The survey comes from the Partnership for Public Service, which credits Princeton, Vanderbilt and Georgetown universities for the project.
It was highlighted on Government Executive website, which reports on senior leaders in the federal government’s departments and agencies.
The survey found more than 40% of government executives said their workforces are inadequate to deliver on their agency missions, and the problem was “political pressure.”
Also, 60% said “their workforces maintained shortcomings that created a ‘significant obstacle’ in conducting their work. They were most likely to list the lengthy federal hiring process as an encumbrance, followed by a lack of career growth opportunities for staff and an inability to compete with salaries from other employers,” Government Executive reported.
The 2020 Survey on the Future of Government Service was for executives, including Senate-confirmed appointees, presidential appointees, career and non-career members of the Senior Executive Service.
It got a response from 992 people with a margin of error of plus or minus 3.33% to 5.07%.
Ninety-seven percent said supporting their agency’s mission is an important or very important attribute of their jobs. That was followed by 72% who cited influencing public policies, 67% who said salary and benefits, 67% who said job security and 19% who cited “developing professional skills to move to a job in the private sector.”
Fifty-five percent said they agreed their agency is able to recruit the best workers. But 73% said the bureaus often lose good candidates because of the time it takes to hire. Forty-four percent said the departments effectively use internships to build a talent pipeline.
And 45% strongly agreed that there are enough workers to do a quality job, 57% said the best workers can be retained, and 61% said workers are satisfied with the performance of their agency’s contract workforce.
Eighty-two percent said the hiring process takes too long, and more than half want better career path opportunities for staff members, believe other employers offer better salaries, and don’t like the civil service rules that “prevent hiring the best candidates.”
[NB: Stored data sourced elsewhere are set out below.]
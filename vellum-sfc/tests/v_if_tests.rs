use vellum_sfc::template_parse::parse_template;
use vellum_sfc::{CompileOptions, SfcError, generate};

fn code(src: &str) -> Result<String, SfcError> {
    Ok(generate(&parse_template(src)?, &CompileOptions::default())?.code)
}

#[test]
fn v_if_alone_falls_back_to_empty() {
    assert_eq!(
        code(r#"<h1 v-if="value">WHAA</h1>"#).unwrap(),
        r#"(_vm.value)?_c("h1",[_vm._v("WHAA")]):_vm._e()"#
    );
}

#[test]
fn v_if_v_else() {
    assert_eq!(
        code(r#"<div><h1 v-if="value">True</h1><h1 v-else>False</h1></div>"#).unwrap(),
        r#"_c("div",[(_vm.value)?_c("h1",[_vm._v("True")]):_c("h1",[_vm._v("False")])])"#
    );
}

#[test]
fn v_else_if_chain_across_whitespace() {
    let src = r#"<div>
  <p v-if="a">A</p>
  <p v-else-if="b">B</p>
  <p v-else>C</p>
</div>"#;
    assert_eq!(
        code(src).unwrap(),
        r#"_c("div",[(_vm.a)?_c("p",[_vm._v("A")]):(_vm.b)?_c("p",[_vm._v("B")]):_c("p",[_vm._v("C")])])"#
    );
}

#[test]
fn v_else_if_without_else() {
    assert_eq!(
        code(r#"<div><p v-if="a">A</p><p v-else-if="b">B</p></div>"#).unwrap(),
        r#"_c("div",[(_vm.a)?_c("p",[_vm._v("A")]):(_vm.b)?_c("p",[_vm._v("B")]):_vm._e()])"#
    );
}

#[test]
fn orphan_v_else_is_error() {
    assert!(matches!(
        code(r#"<div><p v-else>x</p></div>"#),
        Err(SfcError::TemplateSyntax { offset: 5, .. })
    ));
    assert!(matches!(
        code(r#"<div><p v-if="a"></p><span></span><p v-else></p></div>"#),
        Err(SfcError::TemplateSyntax { .. })
    ));
}

#[test]
fn v_else_after_v_else_is_error() {
    assert!(code(r#"<div><p v-if="a"></p><p v-else></p><p v-else></p></div>"#).is_err());
}

#[test]
fn template_fragment_in_conditional() {
    assert_eq!(
        code(r#"<div><template v-if="ok"><b>x</b><i>y</i></template></div>"#).unwrap(),
        r#"_c("div",[(_vm.ok)?[_c("b",[_vm._v("x")]),_c("i",[_vm._v("y")])]:_vm._e()],2)"#
    );
}

#[test]
fn v_for_list() {
    assert_eq!(
        code(r#"<div><div v-for="entry in list"></div></div>"#).unwrap(),
        r#"_c("div",[_vm._l((_vm.list),(entry)=>_c("div"))],2)"#
    );
}

#[test]
fn v_for_with_key_and_index() {
    assert_eq!(
        code(r#"<ul><li v-for="(item, i) in items" :key="i">{{ item }}</li></ul>"#).unwrap(),
        r#"_c("ul",[_vm._l((_vm.items),(item,i)=>_c("li",{key:i},[_vm._v(_vm._s(item))],1))],2)"#
    );
}

#[test]
fn v_for_with_v_if_filters_each_item() {
    assert_eq!(
        code(r#"<ul><li v-for="x in xs" v-if="x.ok">{{ x }}</li></ul>"#).unwrap(),
        r#"_c("ul",[_vm._l((_vm.xs),(x)=>(x.ok)?_c("li",[_vm._v(_vm._s(x))],1):_vm._e())],2)"#
    );
}

#[test]
fn v_for_next_to_static_child() {
    assert_eq!(
        code(r#"<div><h1>HELLO</h1><p v-for="e in list"></p></div>"#).unwrap(),
        r#"_c("div",[_c("h1",[_vm._v("HELLO")]),_vm._l((_vm.list),(e)=>_c("p"))],2)"#
    );
}

#[test]
fn loop_names_stay_local_to_the_loop_body() {
    let src = r#"<ul><li v-for="({ id, tags }, i) in rows" :key="id" :title="label(i)">{{ tags.length }}{{ id }}</li><li>{{ id }}</li></ul>"#;
    let out = code(src).unwrap();
    assert!(out.contains(r#"_vm._l((_vm.rows),({ id, tags },i)=>_c("li",{key:id,attrs:{"title":_vm.label(i)}}"#), "{out}");
    assert!(out.contains("_vm._s(tags.length)"), "{out}");
    assert!(out.ends_with(r#"_c("li",[_vm._v(_vm._s(_vm.id))],1)],2)"#), "{out}");
}

#[test]
fn nested_loops_see_outer_names() {
    let out = code(r#"<div><p v-for="row in rows"><b v-for="cell in row.cells">{{ row.n }}{{ cell }}{{ total }}</b></p></div>"#).unwrap();
    assert!(out.contains("_vm._l((row.cells),(cell)=>"), "{out}");
    assert!(out.contains("_vm._v(_vm._s(row.n))"), "{out}");
    assert!(out.contains("_vm._v(_vm._s(cell))"), "{out}");
    assert!(out.contains("_vm._v(_vm._s(_vm.total))"), "{out}");
}

#[test]
fn invalid_v_for_is_error() {
    assert!(matches!(
        code(r#"<p v-for="items"></p>"#),
        Err(SfcError::TemplateSyntax { offset: 3, .. })
    ));
}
The Partnership suggested the survey results demonstrated key areas that need to be addressed in the next administration, including leadership and stewardship, talent, innovation and technology modernization, and collaboration.
“Our government is struggling to meet many of the major challenges we face today, in part because we have neglected to invest in and strengthen this critical institution for decades,” said Max Stier, the Partnership for Public Service’s president.